Task data START

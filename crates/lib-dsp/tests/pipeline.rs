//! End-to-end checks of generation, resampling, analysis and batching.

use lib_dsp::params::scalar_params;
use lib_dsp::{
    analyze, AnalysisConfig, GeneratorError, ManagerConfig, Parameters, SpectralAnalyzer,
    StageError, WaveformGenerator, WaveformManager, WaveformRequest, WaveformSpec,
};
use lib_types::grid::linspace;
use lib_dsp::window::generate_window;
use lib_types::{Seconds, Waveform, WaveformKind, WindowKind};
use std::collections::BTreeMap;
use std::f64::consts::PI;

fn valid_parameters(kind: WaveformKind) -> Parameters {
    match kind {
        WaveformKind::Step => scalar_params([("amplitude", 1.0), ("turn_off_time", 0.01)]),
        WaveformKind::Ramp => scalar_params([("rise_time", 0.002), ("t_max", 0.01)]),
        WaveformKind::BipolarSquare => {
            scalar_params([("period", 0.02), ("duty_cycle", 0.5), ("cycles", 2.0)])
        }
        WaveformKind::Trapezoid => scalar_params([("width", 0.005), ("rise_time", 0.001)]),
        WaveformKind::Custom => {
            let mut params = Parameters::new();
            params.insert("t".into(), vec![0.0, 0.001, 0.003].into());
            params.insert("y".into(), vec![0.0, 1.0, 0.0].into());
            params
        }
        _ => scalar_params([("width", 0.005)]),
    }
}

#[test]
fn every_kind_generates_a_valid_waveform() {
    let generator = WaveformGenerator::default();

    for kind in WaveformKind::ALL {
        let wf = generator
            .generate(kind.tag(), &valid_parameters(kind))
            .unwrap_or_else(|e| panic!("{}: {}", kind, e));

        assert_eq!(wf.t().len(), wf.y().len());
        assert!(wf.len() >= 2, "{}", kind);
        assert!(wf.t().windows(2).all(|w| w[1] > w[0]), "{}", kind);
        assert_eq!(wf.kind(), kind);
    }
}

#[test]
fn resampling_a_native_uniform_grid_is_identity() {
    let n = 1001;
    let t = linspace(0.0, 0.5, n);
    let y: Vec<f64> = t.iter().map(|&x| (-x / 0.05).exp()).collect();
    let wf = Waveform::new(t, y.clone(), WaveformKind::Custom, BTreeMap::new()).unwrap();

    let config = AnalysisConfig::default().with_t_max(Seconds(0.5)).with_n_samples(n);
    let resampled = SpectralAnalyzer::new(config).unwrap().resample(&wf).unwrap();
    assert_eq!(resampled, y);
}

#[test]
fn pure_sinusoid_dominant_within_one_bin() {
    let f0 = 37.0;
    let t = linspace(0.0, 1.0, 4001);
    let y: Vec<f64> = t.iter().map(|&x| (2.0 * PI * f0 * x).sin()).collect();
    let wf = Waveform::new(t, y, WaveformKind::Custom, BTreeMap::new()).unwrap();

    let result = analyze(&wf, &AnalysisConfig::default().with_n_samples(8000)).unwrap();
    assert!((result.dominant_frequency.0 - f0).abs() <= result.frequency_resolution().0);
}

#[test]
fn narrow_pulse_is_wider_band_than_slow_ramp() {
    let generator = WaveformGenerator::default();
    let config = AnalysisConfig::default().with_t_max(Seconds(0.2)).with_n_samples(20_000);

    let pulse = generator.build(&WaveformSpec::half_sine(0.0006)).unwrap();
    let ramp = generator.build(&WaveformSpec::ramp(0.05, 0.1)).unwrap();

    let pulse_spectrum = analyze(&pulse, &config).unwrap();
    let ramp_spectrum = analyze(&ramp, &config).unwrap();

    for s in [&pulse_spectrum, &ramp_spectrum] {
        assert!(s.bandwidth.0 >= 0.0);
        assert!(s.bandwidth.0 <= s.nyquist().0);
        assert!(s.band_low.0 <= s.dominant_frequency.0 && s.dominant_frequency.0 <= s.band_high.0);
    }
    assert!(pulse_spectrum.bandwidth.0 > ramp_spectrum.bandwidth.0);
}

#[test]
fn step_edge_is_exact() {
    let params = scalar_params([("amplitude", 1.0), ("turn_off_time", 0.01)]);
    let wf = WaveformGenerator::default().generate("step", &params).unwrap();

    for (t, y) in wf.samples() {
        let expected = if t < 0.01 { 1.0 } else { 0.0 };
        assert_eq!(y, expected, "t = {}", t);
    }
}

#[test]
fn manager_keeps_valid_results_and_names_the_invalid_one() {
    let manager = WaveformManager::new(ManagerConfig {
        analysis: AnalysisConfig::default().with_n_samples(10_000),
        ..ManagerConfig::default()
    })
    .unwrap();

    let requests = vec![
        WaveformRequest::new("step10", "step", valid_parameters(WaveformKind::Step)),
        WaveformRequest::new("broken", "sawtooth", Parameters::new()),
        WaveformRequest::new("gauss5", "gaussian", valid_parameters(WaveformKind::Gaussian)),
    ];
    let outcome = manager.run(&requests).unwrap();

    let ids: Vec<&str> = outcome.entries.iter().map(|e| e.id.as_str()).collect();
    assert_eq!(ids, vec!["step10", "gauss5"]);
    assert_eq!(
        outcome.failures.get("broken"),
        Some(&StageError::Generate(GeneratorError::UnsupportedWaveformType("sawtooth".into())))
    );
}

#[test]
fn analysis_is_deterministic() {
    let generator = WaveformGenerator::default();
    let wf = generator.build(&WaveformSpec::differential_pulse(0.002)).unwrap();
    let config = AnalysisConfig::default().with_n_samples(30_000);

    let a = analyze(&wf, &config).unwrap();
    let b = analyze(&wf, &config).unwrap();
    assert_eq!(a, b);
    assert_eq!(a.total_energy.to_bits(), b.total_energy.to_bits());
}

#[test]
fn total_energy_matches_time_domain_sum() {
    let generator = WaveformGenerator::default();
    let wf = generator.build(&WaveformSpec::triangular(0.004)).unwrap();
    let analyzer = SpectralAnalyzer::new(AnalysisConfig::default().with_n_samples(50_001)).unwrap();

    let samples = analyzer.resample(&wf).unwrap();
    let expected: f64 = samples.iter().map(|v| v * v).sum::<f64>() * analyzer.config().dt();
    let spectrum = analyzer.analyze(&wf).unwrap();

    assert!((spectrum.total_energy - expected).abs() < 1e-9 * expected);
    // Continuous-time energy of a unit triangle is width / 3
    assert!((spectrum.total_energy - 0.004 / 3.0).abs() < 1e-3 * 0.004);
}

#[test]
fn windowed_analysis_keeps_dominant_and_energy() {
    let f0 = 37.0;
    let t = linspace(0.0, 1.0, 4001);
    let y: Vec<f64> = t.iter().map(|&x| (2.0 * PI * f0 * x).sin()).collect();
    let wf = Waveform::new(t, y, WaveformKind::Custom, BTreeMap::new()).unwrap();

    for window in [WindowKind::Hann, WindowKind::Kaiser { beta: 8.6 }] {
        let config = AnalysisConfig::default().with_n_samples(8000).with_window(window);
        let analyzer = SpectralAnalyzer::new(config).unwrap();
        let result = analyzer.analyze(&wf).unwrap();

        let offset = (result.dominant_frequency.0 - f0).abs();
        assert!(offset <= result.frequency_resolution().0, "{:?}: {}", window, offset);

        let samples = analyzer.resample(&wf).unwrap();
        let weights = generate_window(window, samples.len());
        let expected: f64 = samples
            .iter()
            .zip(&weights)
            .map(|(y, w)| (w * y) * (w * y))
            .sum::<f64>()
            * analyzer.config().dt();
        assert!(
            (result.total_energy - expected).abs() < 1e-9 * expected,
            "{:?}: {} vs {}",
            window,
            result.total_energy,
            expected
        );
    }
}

Task data END

● About this exercise: Take from the listing every line in which the word "WaveformManager" appears.

● Task answer:
    StageError, WaveformGenerator, WaveformManager, WaveformRequest, WaveformSpec,
    let manager = WaveformManager::new(ManagerConfig {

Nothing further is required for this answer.